Having thus had a very disagreeable introduction to beer, I was to stay away from it for some considerable time. Having given up on beer for its close association with horses, I turned my attention to spirits. Surely they must taste better, have nothing to do with horses and thus provide an agreeable experience. I was all agog and was looking forward to my encounter with spirits.

My introduction to spirits was courtesy of S's cousin from Dubai - or was it Aden? Those days the Middle East meant the area between Turkey and Israel and what we now know as Emirates was known by the un-glamorous name of Trucial Oman. Oil had just begun to flow out in shiploads and Keralites were flying in by plane loads. S's said cousin was one of the early ones. On a home visit the gent thoughtfully brought S a bottle of White Horse Whiskey (damn horse again!), a few cola tablets that fizzed in water and tasted like coca cola, and a Marlborough calendar featuring the best bikini clad babes. Understandably the demand was most for the last-named item, followed by the fizzy tablets, and the White Horse was a distant third.

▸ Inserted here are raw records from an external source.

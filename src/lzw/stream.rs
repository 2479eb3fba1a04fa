//! Reader to writer loops shared by both coding directions.
use std::io::{BufRead, Write};

use super::STREAM_BUFFER;
use crate::{AllResult, CodecError, Status, StreamResult};

/// An incremental coder as seen by the stream adapters.
pub(crate) trait Coder {
    fn code_bytes(&mut self, inp: &[u8], out: &mut [u8]) -> StreamResult;

    fn finish(&mut self);

    /// The error for a call that neither consumed nor produced anything.
    fn stalled() -> CodecError;
}

/// What one round of the loop asks for.
enum Round {
    Continue,
    Stop(Result<(), CodecError>),
}

/// Code everything `read` yields into `writer`.
///
/// With `finish` the coder is told about the end of input once `read` is exhausted and the loop
/// runs until the coder is done. Otherwise it stops at the end of `read`, keeping any state for
/// a following call.
pub(crate) fn pump<C: Coder>(
    coder: &mut C,
    mut read: impl BufRead,
    writer: &mut impl Write,
    finish: bool,
) -> AllResult {
    let mut bytes_read = 0;
    let mut bytes_written = 0;
    let mut outbuf = vec![0; STREAM_BUFFER];

    let status = loop {
        let data = match read.fill_buf() {
            Ok(data) => data,
            Err(err) => break Err(CodecError::Io(err)),
        };

        if data.is_empty() {
            if !finish {
                break Ok(());
            }
            coder.finish();
        }

        let result = coder.code_bytes(data, &mut outbuf);
        bytes_read += result.consumed_in;
        bytes_written += result.consumed_out;
        read.consume(result.consumed_in);

        // Output before an error is still valid.
        if let Err(err) = writer.write_all(&outbuf[..result.consumed_out]) {
            break Err(CodecError::Io(err));
        }

        match settle::<C>(result.status) {
            Round::Continue => {}
            Round::Stop(Ok(())) => break writer.flush().map_err(CodecError::Io),
            Round::Stop(err) => break err,
        }
    };

    AllResult {
        bytes_read,
        bytes_written,
        status,
    }
}

/// The async twin of [`pump`].
#[cfg(feature = "async")]
pub(crate) async fn pump_async<C: Coder>(
    coder: &mut C,
    read: impl futures::io::AsyncBufRead,
    writer: &mut (impl futures::io::AsyncWrite + core::marker::Unpin),
    finish: bool,
) -> AllResult {
    use futures::io::{AsyncBufRead, AsyncBufReadExt, AsyncWriteExt};

    futures::pin_mut!(read);
    let mut bytes_read = 0;
    let mut bytes_written = 0;
    let mut outbuf = vec![0; STREAM_BUFFER];

    let status = loop {
        let data = match read.fill_buf().await {
            Ok(data) => data,
            Err(err) => break Err(CodecError::Io(err)),
        };

        if data.is_empty() {
            if !finish {
                break Ok(());
            }
            coder.finish();
        }

        let result = coder.code_bytes(data, &mut outbuf);
        bytes_read += result.consumed_in;
        bytes_written += result.consumed_out;
        AsyncBufRead::consume(read.as_mut(), result.consumed_in);

        if let Err(err) = writer.write_all(&outbuf[..result.consumed_out]).await {
            break Err(CodecError::Io(err));
        }

        match settle::<C>(result.status) {
            Round::Continue => {}
            Round::Stop(Ok(())) => break writer.flush().await.map_err(CodecError::Io),
            Round::Stop(err) => break err,
        }
    };

    AllResult {
        bytes_read,
        bytes_written,
        status,
    }
}

/// `Stop(Ok(()))` means the coder is done and the writer should be flushed.
fn settle<C: Coder>(status: Result<Status, CodecError>) -> Round {
    match status {
        Ok(Status::Ok) => Round::Continue,
        Ok(Status::Done) => Round::Stop(Ok(())),
        Ok(Status::NoProgress) => Round::Stop(Err(C::stalled())),
        Err(err) => Round::Stop(Err(err)),
    }
}
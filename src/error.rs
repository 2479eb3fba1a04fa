use std::io;

use thiserror::Error;

/// Errors reported by the Huffman and LZW coders.
///
/// None of these leave a coder in a state where it produces further output for the same stream;
/// once an error is returned the remaining input should be discarded.
#[derive(Debug, Error)]
pub enum CodecError {
    /// The coder was configured with values it can not work with.
    #[error("invalid configuration: {0}")]
    Configuration(&'static str),

    /// The Huffman code table or symbol count header could not be read.
    #[error("malformed header: {0}")]
    MalformedHeader(&'static str),

    /// A code that can not be valid given the current table state.
    #[error("invalid code {0:#x}")]
    InvalidCode(u64),

    /// An input byte outside the configured LZW alphabet.
    #[error("symbol {0} is outside of the alphabet")]
    InvalidSymbol(u8),

    /// The input ended before the decoder reached its terminal condition.
    #[error("unexpected end of compressed stream")]
    IncompleteStream,

    /// The underlying reader or writer failed.
    #[error(transparent)]
    Io(#[from] io::Error),
}

impl From<CodecError> for io::Error {
    fn from(err: CodecError) -> Self {
        match err {
            CodecError::Io(err) => err,
            CodecError::IncompleteStream => io::Error::new(io::ErrorKind::UnexpectedEof, err),
            other => io::Error::new(io::ErrorKind::InvalidData, other),
        }
    }
}
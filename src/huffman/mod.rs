//! Two-pass static Huffman coding.
//!
//! The compressed stream is a self-describing header followed by the packed code words:
//!
//! ```text
//! u16 entries
//! entries * { u8 symbol, u8 len, ceil(len / 8) bytes code word, right aligned }
//! u64 total symbols
//! code words, most significant bit first, zero padded to a byte
//! ```
//!
//! All integers are big-endian. An input of one distinct symbol gets the empty code word and no
//! payload; the decoder repeats that symbol `total` times. An empty input is a header with no
//! entries and a total of zero.
mod code;
pub mod decode;
pub mod encode;

pub use self::code::{CodeTable, Codeword, Frequencies, MAX_CODEWORD_LEN};
pub use self::decode::Decoder;
pub use self::encode::Encoder;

The calendar was soon in pieces with sheets stuck strategically behind room doors such that when the door opened, it did so flush against the wall, and the picture was invisible to the visitor - this was important, for those days parents, uncles, aunts, grand parents, cousins, second cousins and even Nth cousins could all arrive unannounced to check on the welfare of "the poor boy living all alone in a hostel". I drew February 71 and a jolly good February it was too, right on until May '72 when it was time for me to pack up and go home. After the initial enthusiasm for the lissome lasses wore off, our attention turned to the fizzy stuff and the White Horse both of which had remained surprisingly unmolested, something I cannot say for the Calendar. 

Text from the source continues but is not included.